Il team di ricerca ha ampliato notevolmente i dataset utilizzati per addestrare il modello, testando circa 39.000 composti per l'attività antibiotica contro il MRSA. Questo vasto set di dati ha permesso al modello di apprendere le correlazioni tra la struttura chimica dei composti e la loro attività antimicrobica. L'utilizzo di un algoritmo di ricerca ad albero Monte Carlo (MCTS, Monte Carlo tree search) ha consentito di analizzare in modo più dettagliato le basi delle previsioni del modello, identificando le strutture chimiche cruciali per l'attività antimicrobica.
Parallelamente, sono stati addestrati ulteriori modelli di deep learning per valutare la tossicità dei composti per diverse tipologie di cellule umane. L'integrazione di queste informazioni con le previsioni sull'attività antimicrobica ha permesso di individuare composti in grado di eliminare i microrganismi con effetti minimi sul corpo umano, rappresentando così potenziali farmaci sicuri ed efficaci.

La fase successiva ha coinvolto lo screening di circa 12 milioni di composti commercialmente disponibili, identificando 5 classi di composti con previsioni di attività contro il MRSA. Il team ha acquistato circa 280 composti per i test, scoprendo due candidati promettenti che appartengono alla stessa classe. Questi composti hanno dimostrato un'elevata efficacia nel ridurre la popolazione di MRSA nei test su colture di laboratorio e in modelli murini di infezione.
Ulteriori esperimenti hanno indicato che questi composti agiscono interferendo con la capacità del batterio di mantenere un gradiente elettrochimico attraverso le membrane cellulari. Questo meccanismo d'azione è simile a quello di un antibiotico chiamato Halicin, scoperto dal laboratorio del professor Collins nel 2020, che è specifico per i batteri Gram-negativi. Tuttavia, i nuovi composti sono mirati ai batteri Gram-positivi, dimostrando una notevole selettività nell'attaccare le membrane cellulari batteriche senza danneggiare in modo significativo quelle umane.

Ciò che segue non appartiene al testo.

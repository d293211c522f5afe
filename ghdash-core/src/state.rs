//! Fetch/merge/error/exhaustion state machine for one list
//!
//! `ListState` is synchronous. A fetch is split into [`ListState::begin`],
//! which hands out a [`PageTicket`], and [`ListState::finish`], which applies
//! the outcome only if the ticket still belongs to the current binding.
//! The async wrapper lives in `controller.rs`.

use tracing::{debug, warn};

use crate::error::FetchError;
use crate::filter::{self, CategoryFilter, FilterState, Placeholder};
use crate::kind::EntityKind;
use crate::model::Item;

/// Proof that a fetch was started under a particular binding
#[derive(Debug, Clone, PartialEq, Eq)]
pub struct PageTicket {
    pub generation: u64,
    pub subject: String,
    pub kind: EntityKind,
    pub page: u32,
}

/// Result of applying a finished fetch
#[derive(Debug, Clone, Copy, PartialEq, Eq)]
pub enum Completion {
    /// Page 1 replaced the list
    Replaced { count: usize },
    /// A later page was appended
    Appended { count: usize },
    /// Empty page: the collection is exhausted
    Exhausted,
    /// Fetch failed; pagination did not advance
    Failed,
    /// The binding changed while the fetch was in flight; nothing applied
    Stale,
}

#[derive(Debug, Clone)]
pub struct ListState {
    subject: String,
    kind: EntityKind,
    generation: u64,
    items: Vec<Item>,
    current_page: u32,
    has_more: bool,
    is_loading: bool,
    last_error: Option<FetchError>,
    failed_page: Option<u32>,
    filter: FilterState,
}

impl ListState {
    pub fn new(subject: impl Into<String>, kind: EntityKind) -> Self {
        Self {
            subject: subject.into(),
            kind,
            generation: 0,
            items: Vec::new(),
            current_page: 1,
            has_more: true,
            is_loading: false,
            last_error: None,
            failed_page: None,
            filter: FilterState::default(),
        }
    }

    /// Bind to a new (subject, kind) pair and discard everything loaded.
    ///
    /// Bumps the generation so any ticket issued before the reset is stale.
    /// Filters survive a subject change on the same kind and are cleared
    /// when the kind changes.
    pub fn reset(&mut self, subject: impl Into<String>, kind: EntityKind) {
        if kind != self.kind {
            self.filter = FilterState::default();
        }
        self.subject = subject.into();
        self.kind = kind;
        self.generation += 1;
        self.items.clear();
        self.current_page = 1;
        self.has_more = true;
        self.is_loading = false;
        self.last_error = None;
        self.failed_page = None;
        debug!(subject = %self.subject, kind = %self.kind, generation = self.generation, "List rebound");
    }

    /// Start fetching `page`. Returns `None` while another fetch is in flight.
    pub fn begin(&mut self, page: u32) -> Option<PageTicket> {
        if self.is_loading {
            debug!(page, "Fetch already in flight, ignoring");
            return None;
        }
        let page = page.max(1);
        self.is_loading = true;
        self.last_error = None;
        Some(PageTicket {
            generation: self.generation,
            subject: self.subject.clone(),
            kind: self.kind,
            page,
        })
    }

    /// Start fetching the page after the last one applied.
    ///
    /// No-op while loading or once the collection is exhausted.
    pub fn begin_next(&mut self) -> Option<PageTicket> {
        if !self.has_more || self.is_loading {
            return None;
        }
        self.begin(self.current_page + 1)
    }

    /// Start re-fetching the page whose last attempt failed, if any
    pub fn begin_retry(&mut self) -> Option<PageTicket> {
        let page = self.failed_page?;
        self.begin(page)
    }

    /// Apply the outcome of a fetch started with `ticket`
    pub fn finish(&mut self, ticket: &PageTicket, result: Result<Vec<Item>, FetchError>) -> Completion {
        if ticket.generation != self.generation {
            debug!(
                page = ticket.page,
                subject = %ticket.subject,
                ticket_generation = ticket.generation,
                generation = self.generation,
                "Discarding stale page"
            );
            return Completion::Stale;
        }

        self.is_loading = false;
        match result {
            Ok(page_items) if page_items.is_empty() => {
                self.has_more = false;
                self.failed_page = None;
                debug!(page = ticket.page, "Collection exhausted");
                Completion::Exhausted
            }
            Ok(page_items) => {
                let count = page_items.len();
                self.failed_page = None;
                self.current_page = ticket.page;
                if ticket.page == 1 {
                    self.items = page_items;
                    Completion::Replaced { count }
                } else {
                    self.items.extend(page_items);
                    Completion::Appended { count }
                }
            }
            Err(err) => {
                warn!(page = ticket.page, subject = %ticket.subject, error = %err, "Page fetch failed");
                self.last_error = Some(err);
                self.failed_page = Some(ticket.page);
                Completion::Failed
            }
        }
    }

    /// Hide the inline error without touching pagination
    pub fn dismiss_error(&mut self) {
        self.last_error = None;
    }

    pub fn set_query(&mut self, query: impl Into<String>) {
        self.filter.query = query.into();
    }

    pub fn set_category(&mut self, category: CategoryFilter) {
        self.filter.category = category;
    }

    pub fn subject(&self) -> &str {
        &self.subject
    }

    pub fn kind(&self) -> EntityKind {
        self.kind
    }

    pub fn generation(&self) -> u64 {
        self.generation
    }

    /// Everything loaded so far, in server order
    pub fn items(&self) -> &[Item] {
        &self.items
    }

    pub fn current_page(&self) -> u32 {
        self.current_page
    }

    pub fn has_more(&self) -> bool {
        self.has_more
    }

    pub fn is_loading(&self) -> bool {
        self.is_loading
    }

    pub fn last_error(&self) -> Option<&FetchError> {
        self.last_error.as_ref()
    }

    pub fn failed_page(&self) -> Option<u32> {
        self.failed_page
    }

    pub fn filter(&self) -> &FilterState {
        &self.filter
    }

    pub fn visible(&self) -> Vec<&Item> {
        filter::visible(self.kind, &self.items, &self.filter)
    }

    /// Nothing loaded for this binding
    pub fn is_empty(&self) -> bool {
        self.items.is_empty()
    }

    /// Items are loaded but every one is filtered out
    pub fn no_matches(&self) -> bool {
        !self.items.is_empty() && !self.items.iter().any(|item| self.filter.admits(self.kind, item))
    }

    /// Placeholder to show instead of the list, if any.
    ///
    /// Suppressed while loading or while an error is displayed.
    pub fn placeholder(&self) -> Option<Placeholder> {
        if self.is_loading || self.last_error.is_some() {
            return None;
        }
        if self.is_empty() {
            Some(Placeholder::EmptyCollection(self.kind.empty_message().to_string()))
        } else if self.no_matches() {
            Some(Placeholder::NoMatches)
        } else {
            None
        }
    }

    /// Whether a "load more" affordance should be offered
    pub fn can_load_more(&self) -> bool {
        !self.is_loading && self.has_more && !self.items.is_empty()
    }
}

#[cfg(test)]
mod tests {
    use super::*;
    use crate::test_support::{event, events};

    #[test]
    fn first_page_replaces_later_pages_append() {
        let mut state = ListState::new("octocat", EntityKind::Activity);

        let ticket = state.begin(1).unwrap();
        assert!(state.is_loading());
        assert_eq!(state.finish(&ticket, Ok(events(0..3))), Completion::Replaced { count: 3 });

        let ticket = state.begin_next().unwrap();
        assert_eq!(ticket.page, 2);
        assert_eq!(state.finish(&ticket, Ok(events(3..5))), Completion::Appended { count: 2 });
        assert_eq!(state.items().len(), 5);
        assert_eq!(state.current_page(), 2);

        let ticket = state.begin(1).unwrap();
        state.finish(&ticket, Ok(events(10..11)));
        assert_eq!(state.items().len(), 1);
        assert_eq!(state.current_page(), 1);
    }

    #[test]
    fn begin_is_guarded_while_loading() {
        let mut state = ListState::new("octocat", EntityKind::Activity);
        let _ticket = state.begin(1).unwrap();
        assert!(state.begin(1).is_none());
        assert!(state.begin_next().is_none());
    }

    #[test]
    fn empty_page_exhausts_without_touching_items() {
        let mut state = ListState::new("octocat", EntityKind::Activity);
        let ticket = state.begin(1).unwrap();
        state.finish(&ticket, Ok(events(0..2)));

        let ticket = state.begin_next().unwrap();
        assert_eq!(state.finish(&ticket, Ok(vec![])), Completion::Exhausted);
        assert!(!state.has_more());
        assert_eq!(state.items().len(), 2);
        assert_eq!(state.current_page(), 1);
        assert!(state.begin_next().is_none());

        // A later non-empty page never revives has_more
        let ticket = state.begin(2).unwrap();
        state.finish(&ticket, Ok(events(2..3)));
        assert!(!state.has_more());
    }

    #[test]
    fn failure_preserves_pagination_and_retry_clears_error() {
        let mut state = ListState::new("octocat", EntityKind::Activity);
        let ticket = state.begin(1).unwrap();
        state.finish(&ticket, Ok(events(0..2)));

        let ticket = state.begin_next().unwrap();
        let completion = state.finish(&ticket, Err(FetchError::rate_limited(403, "limit")));
        assert_eq!(completion, Completion::Failed);
        assert_eq!(state.items().len(), 2);
        assert_eq!(state.current_page(), 1);
        assert!(state.has_more());
        assert_eq!(state.failed_page(), Some(2));
        assert!(state.placeholder().is_none());

        let ticket = state.begin_retry().unwrap();
        assert_eq!(ticket.page, 2);
        assert!(state.last_error().is_none());
        state.finish(&ticket, Ok(events(2..4)));
        assert_eq!(state.items().len(), 4);
        assert_eq!(state.failed_page(), None);
    }

    #[test]
    fn stale_ticket_is_discarded_after_reset() {
        let mut state = ListState::new("octocat", EntityKind::Activity);
        let stale = state.begin(1).unwrap();

        state.reset("hubot", EntityKind::Activity);
        assert!(!state.is_loading());

        let fresh = state.begin(1).unwrap();
        assert_eq!(state.finish(&stale, Ok(events(0..5))), Completion::Stale);
        assert!(state.is_loading());
        assert!(state.items().is_empty());

        state.finish(&fresh, Ok(vec![event("h1", "PushEvent", "hubot", "hubot/x")]));
        assert_eq!(state.items().len(), 1);
        assert_eq!(state.subject(), "hubot");
    }

    #[test]
    fn reset_keeps_filters_for_subject_change_only() {
        let mut state = ListState::new("octocat", EntityKind::Activity);
        state.set_query("push");
        state.set_category(CategoryFilter::new("PushEvent"));

        state.reset("hubot", EntityKind::Activity);
        assert_eq!(state.filter().query, "push");
        assert_eq!(state.filter().category, CategoryFilter::new("PushEvent"));

        state.reset("hubot", EntityKind::Subscription);
        assert!(state.filter().is_identity());
    }

    #[test]
    fn placeholder_distinguishes_empty_from_no_matches() {
        let mut state = ListState::new("octocat", EntityKind::Activity);
        let ticket = state.begin(1).unwrap();
        assert!(state.placeholder().is_none());
        state.finish(&ticket, Ok(vec![]));
        assert_eq!(
            state.placeholder(),
            Some(Placeholder::EmptyCollection("No items found.".into()))
        );

        let mut state = ListState::new("octocat", EntityKind::Activity);
        let ticket = state.begin(1).unwrap();
        state.finish(&ticket, Ok(events(0..3)));
        state.set_query("zzz-nothing");
        assert!(state.no_matches());
        assert_eq!(state.placeholder(), Some(Placeholder::NoMatches));
        assert!(state.can_load_more());
    }
}
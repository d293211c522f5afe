//! HTTP data source for ghdash
//!
//! [`GitHubClient`] implements both [`ghdash_core::CollectionSource`] and
//! [`ghdash_core::ProfileSource`] against the public REST API. Failures
//! are mapped onto [`ghdash_core::FetchError`]:
//!
//! | Response                     | Error         |
//! |------------------------------|---------------|
//! | 404                          | `NotFound`    |
//! | any other 4xx (403, 429, ..) | `RateLimited` |
//! | 5xx, connect, timeout        | `Transport`   |
//! | 2xx with an unexpected body  | `Decode`      |

pub mod client;
mod status;

pub use client::GitHubClient;
//! Structured error types for ghdash-core.
//!
//! Fetch failures are stored inside controller state and handed to the
//! presentation layer, so they are `Clone` and carry rendered messages
//! rather than boxed sources. The binary still uses `anyhow` on top.

use std::path::PathBuf;

use chrono::{DateTime, Utc};
use thiserror::Error;

/// Failure reported by a remote collection or profile source.
#[derive(Error, Debug, Clone, PartialEq, Eq)]
pub enum FetchError {
    /// The subject does not exist upstream
    #[error("User '{subject}' not found")]
    NotFound { subject: String },

    /// Network failure, timeout or server-side error
    #[error("Transport error: {message}")]
    Transport { message: String },

    /// Upstream refused the request (rate limit or other 4xx)
    #[error("Rate limited (HTTP {status}): {message}")]
    RateLimited {
        status: u16,
        message: String,
        reset_at: Option<DateTime<Utc>>,
    },

    /// Response body did not match the expected shape
    #[error("Failed to decode response: {message}")]
    Decode { message: String },

    /// Subject identity was empty or otherwise unusable
    #[error("Invalid username: {reason}")]
    InvalidSubject { reason: String },
}

/// Coarse classification of a [`FetchError`] for display decisions.
#[derive(Debug, Clone, Copy, PartialEq, Eq, Hash)]
pub enum ErrorKind {
    NotFound,
    Transport,
    RateLimit,
}

impl FetchError {
    /// Create a not-found error
    pub fn not_found(subject: impl Into<String>) -> Self {
        Self::NotFound {
            subject: subject.into(),
        }
    }

    /// Create a transport error
    pub fn transport(message: impl Into<String>) -> Self {
        Self::Transport {
            message: message.into(),
        }
    }

    /// Create a rate-limit error without a known reset time
    pub fn rate_limited(status: u16, message: impl Into<String>) -> Self {
        Self::RateLimited {
            status,
            message: message.into(),
            reset_at: None,
        }
    }

    /// Create a decode error
    pub fn decode(message: impl Into<String>) -> Self {
        Self::Decode {
            message: message.into(),
        }
    }

    /// Create an invalid subject error
    pub fn invalid_subject(reason: impl Into<String>) -> Self {
        Self::InvalidSubject {
            reason: reason.into(),
        }
    }

    /// Classify the error. Decode failures count as transport problems.
    pub fn kind(&self) -> ErrorKind {
        match self {
            FetchError::NotFound { .. } | FetchError::InvalidSubject { .. } => ErrorKind::NotFound,
            FetchError::Transport { .. } | FetchError::Decode { .. } => ErrorKind::Transport,
            FetchError::RateLimited { .. } => ErrorKind::RateLimit,
        }
    }

    /// Message suitable for an inline, dismissible notice.
    pub fn user_message(&self) -> String {
        match self.kind() {
            ErrorKind::NotFound => "User not found. Check the username and try again.".to_string(),
            ErrorKind::RateLimit => match self {
                FetchError::RateLimited {
                    reset_at: Some(reset),
                    ..
                } => format!(
                    "Failed to load data. API rate limit exceeded until {}.",
                    reset.format("%H:%M:%S UTC")
                ),
                _ => "Failed to load data. API rate limit might be exceeded.".to_string(),
            },
            ErrorKind::Transport => "Failed to load data. Check your connection and retry.".to_string(),
        }
    }
}

/// Errors raised while loading configuration.
#[derive(Error, Debug)]
pub enum ConfigError {
    #[error("Failed to read config file {path:?}: {source}")]
    Read {
        path: PathBuf,
        source: std::io::Error,
    },

    #[error("Failed to parse config file {path:?}: {source}")]
    Parse {
        path: PathBuf,
        source: toml::de::Error,
    },

    #[error("Invalid value for {key}: {reason}")]
    Invalid { key: String, reason: String },
}

/// Result type alias for source operations
pub type FetchResult<T> = std::result::Result<T, FetchError>;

I risultati di questa ricerca sono stati condivisi con Phare Bio, un'organizzazione no-profit legata al progetto Antibiotics-AI presso il MIT. Questa organizzazione prevede ulteriori analisi approfondite sulle proprietà chimiche dei composti e la loro potenziale applicazione clinica. Nel frattempo, il laboratorio del professor Collins sta lavorando attivamente alla progettazione di nuovi candidati farmaci basati su questa scoperta, oltre a utilizzare i modelli per identificare composti che possano essere efficaci contro altri tipi di batteri. La collaborazione coinvolge diverse istituzioni, tra cui il MIT, Harvard, il Broad Institute, Integrated Biosciences, Inc., il Wyss Institute for Biologically Inspired Engineering e il Leibniz Institute of Polymer Research in Germania.

Fonte: Wong F, Zheng EJ, Valeri JA, Donghia NM, Anahtar MN, Omori S, Li A, Cubillos-Ruiz A, Krishnan A, Jin W, Manson AL, Friedrichs J, Helbig R, Hajian B, Fiejtek DK, Wagner FF, Soutter HH, Earl AM, Stokes JM, Renner LD, Collins JJ. Discovery of a structural class of antibiotics with explainable deep learning. Nature. 2023 Dec 20. doi: 10.1038/s41586-023-06887-8. Epub ahead of print. PMID: 38123686.